Begitu memesan makanan, seorang anak lelaki berusia lebih kurang 12 tahun muncul di hadapan saya.
“Abang mau beli kue?” Katanya sambil tersenyum. Tangangnya segera menyelak daun pisang yang menjadi penutup bakul kue jajanannya.
“Tidak dik….abang sudah pesan makanan,” jawab saya ringkas. Anak kecil itu pun berlalu. Begitu pesanan tiba, saya terus menikmatinya. Lebih kurang 20 menit kemudian saya melihat anak tadi menghampiri pelanggan lain, sepasang suami istri sepertinya. Mereka juga menolak, dia berlalu begitu saja. “Abang sudah makan?” Tak mau beli kue saya?” katanya tenang ketika menghampiri meja saya. “Abang baru selesai makan dik, masih kenyang nih,” kata saya sambil menepuk-nepuk perut. Dia pergi, tapi cuma disekitar restoran. Sampai di situ dia meletakkan bakulnya yang masih penuh. Setiap yang lalu ditanya….”Tak mau beli kue saya bang..pak..kakak atau ibu.” Sungguh molek budi bahasanya. Pemilik restoran itu pun tak melarang dia keluar masuk ke restorannya menemui pelanggan. Sambil memeperhatikan, terbersit rasa kagum dan kasihan di hati saya melihat betapa gigihnya dia berusaha. Tidak nampak keluh kesah atau tanda-tanda putus asa dalam dirinya, sekalipun orang yang ditemuinya enggan membeli kuenya. Setelah membayar harga makanan dan minuman, saya terus pergi ke mobil. Anak itu saya lihat berada agak jauh di deretan kedai yang sama. Saya buka pintu, membetulkan duduk dan menutup pintu. Belum sempat saya menghidupkan mesin, anak tadi berdiri di tepi mobil. Dia menghadiahkan sebuah senyuman. Saya turunkan cermin. Membalas senyumannya.
“Abang sudah kenyang?

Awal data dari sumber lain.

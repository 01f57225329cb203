use super::*;

#[test]
fn fixed_step_clock_follows_frame_index() {
    let mut clock = FixedStepClock::new(Fps::new(60, 1).unwrap());
    assert_eq!(clock.elapsed_secs(FrameIndex(0)), 0.0);
    assert!((clock.elapsed_secs(FrameIndex(120)) - 2.0).abs() < 1e-12);
}

#[test]
fn monotonic_clock_never_goes_backwards() {
    let mut clock = MonotonicClock::start();
    let a = clock.elapsed_secs(FrameIndex(0));
    let b = clock.elapsed_secs(FrameIndex(0));
    assert!(a >= 0.0);
    assert!(b >= a);
}

#[test]
fn clock_mode_builds_matching_clock() {
    let fps = Fps::new(30, 1).unwrap();
    let mut fixed = ClockMode::FixedStep.build(fps);
    assert!((fixed.elapsed_secs(FrameIndex(30)) - 1.0).abs() < 1e-12);
    assert_eq!(ClockMode::default(), ClockMode::FixedStep);
}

Tapi mungkin abang perlukan kue saya untuk adik-adik abang, ibu atau ayah abang barangkali?” katanya sopan sekali sambil tersenyum. Sekali lagi dia memamerkan kue dalam bakul dengan menyelak daun pisang penutupnya. Saya tatap wajahnya, bersih dan bersahaja. Terpantul perasaan kasihan di hati. Lantas saya buka dompet, dan mengulurkan selembar uang Rp 20.000,- Saya ulurkan padanya. “Ambil ini dik! Abang sedekah ….tak usah abang beli kue itu.” Saya berkata ikhlas karena perasaan kasihan meningkat mendadak. Anak itu menerima uang tersebut, lantas mengucapkan terima kasih terus berjalan kembali ke kaki lima deretan kedai. Saya gembira dapat membantunya. Setelah mesin mobil saya hidupkan . Saya memundurkan. Alangkah terperanjatnya saya melihat anak itu mengulurkan Rp 20.000,- pemberian saya itu kepada seorang pengemis yang buta kedua-dua matanya. Saya terkejut saya hentikan mobil, memanggil anak itu.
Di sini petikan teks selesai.